How much information to share?

At work today, I was a 1:1 sitter. My patient had gone through a very invasive surgery and developed delerium afterwards. The delerium is likely due to combination of her age, the invasiveness of the surgery, and the narcotic pain medicine she was given. As soon as it developed, the medication was stopped, but her sensorium didn't clear immediately (nor would it be expected to).

Her family had been reassured that this was because of the medication and the surgery and would only be temporary. Likely it will be. However, in some older adults, delerium from medication, surgery, UTI or pneumonia, can spark the long slide into dementia. For some, it may worsen a pre-existing unrecognized dementia and for others, it may spark a dementia that would otherwise not develop for a few more years.
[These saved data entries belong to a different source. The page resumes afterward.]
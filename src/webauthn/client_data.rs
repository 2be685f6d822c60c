//! Collected client data validation
//!
//! The client data JSON is produced by the browser, not the authenticator,
//! and binds the ceremony to the issued challenge and the calling origin.
//! The ceremony type, the decoded challenge, and the origin all have to
//! match what the relying party issued.

use serde::Deserialize;
use serde_json::Value;

use super::{Bytes, WebAuthnError};

pub const TYPE_CREATE: &str = "webauthn.create";
pub const TYPE_GET: &str = "webauthn.get";

/// The parsed `clientDataJSON` payload.
#[derive(Debug, Clone, Deserialize)]
pub struct CollectedClientData {
    #[serde(rename = "type")]
    pub client_data_type: String,
    pub challenge: String,
    pub origin: String,
    #[serde(rename = "crossOrigin", default)]
    pub cross_origin: Option<bool>,
    /// Deprecated in Level 3; carried through unvalidated.
    #[serde(rename = "tokenBinding", default)]
    pub token_binding: Option<Value>,
}

impl CollectedClientData {
    /// Parse the raw JSON bytes.
    ///
    /// # Errors
    /// Returns `MalformedInput` when the payload is not a JSON object with
    /// the required `type`, `challenge`, and `origin` members.
    pub fn parse(client_data_json: &[u8]) -> Result<Self, WebAuthnError> {
        serde_json::from_slice(client_data_json)
            .map_err(|e| WebAuthnError::MalformedInput(format!("client data JSON: {e}")))
    }

    /// Check the parsed client data against what the relying party issued.
    ///
    /// # Errors
    /// - `InvalidClientDataType` when `type` is not `expected_type`
    /// - `ChallengeMismatch` when the decoded challenge differs
    /// - `OriginMismatch` when the origin is not allowed
    /// - `CrossOriginDisallowed` when `crossOrigin` is set against policy
    pub fn verify(
        &self,
        expected_type: &'static str,
        expected_challenge: &Bytes,
        allowed_origins: &[String],
        allow_cross_origin: bool,
    ) -> Result<(), WebAuthnError> {
        if self.client_data_type != expected_type {
            return Err(WebAuthnError::InvalidClientDataType {
                expected: expected_type,
                found: self.client_data_type.clone(),
            });
        }

        let challenge = Bytes::from_base64url(&self.challenge)?;
        if &challenge != expected_challenge {
            return Err(WebAuthnError::ChallengeMismatch);
        }

        if !allowed_origins.iter().any(|o| *o == self.origin) {
            return Err(WebAuthnError::OriginMismatch(self.origin.clone()));
        }

        if self.cross_origin == Some(true) && !allow_cross_origin {
            return Err(WebAuthnError::CrossOriginDisallowed);
        }

        Ok(())
    }
}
This certainly doesn't happen in all cases, but in a larger percentage of cases than we like, it does happen. Almost as bad, often delerium following hospitalization is a sign of impending dementia. She might be all right in a few days, but in a few years, she will likely not be.

All day I wondered about the ethics of not telling her family that this is a possibility. At what point should that information be shared? Right up front when the delerium is recognized? If it doesn't clear within 24 hours? 48 hours? If she's still not cognitively intact at discharge or in rehab? How much information is too much and overwhelming? At what point are we "protecting" the family the same way we used to protect terminally ill patients by not talking about death? One of nurses' main jobs is to translate medical information from medicalese to language that the rest of us can understand and that is pertinent to every day life.

I'm uncomfortable when I need to decide what information at what point needs to be shared. The family wasn't even told that she had developed delerium. Rather, they were told that it was a "medication reaction." I disagree with that as it may prevent her from using the opiod medication in the future when it may be needed and, without the stress of surgery, it may not trigger delerium. A medication reaction is like haldol causing tardive dyskinesia. Even more, if a family member wants to find out more information about what happened later, they won't find it if they don't have the accurate name for what happened to them. The final trigger may have been the medication, but I can guarantee you that if she were 40 years younger and going through the exact same operation, she would not have become delerious.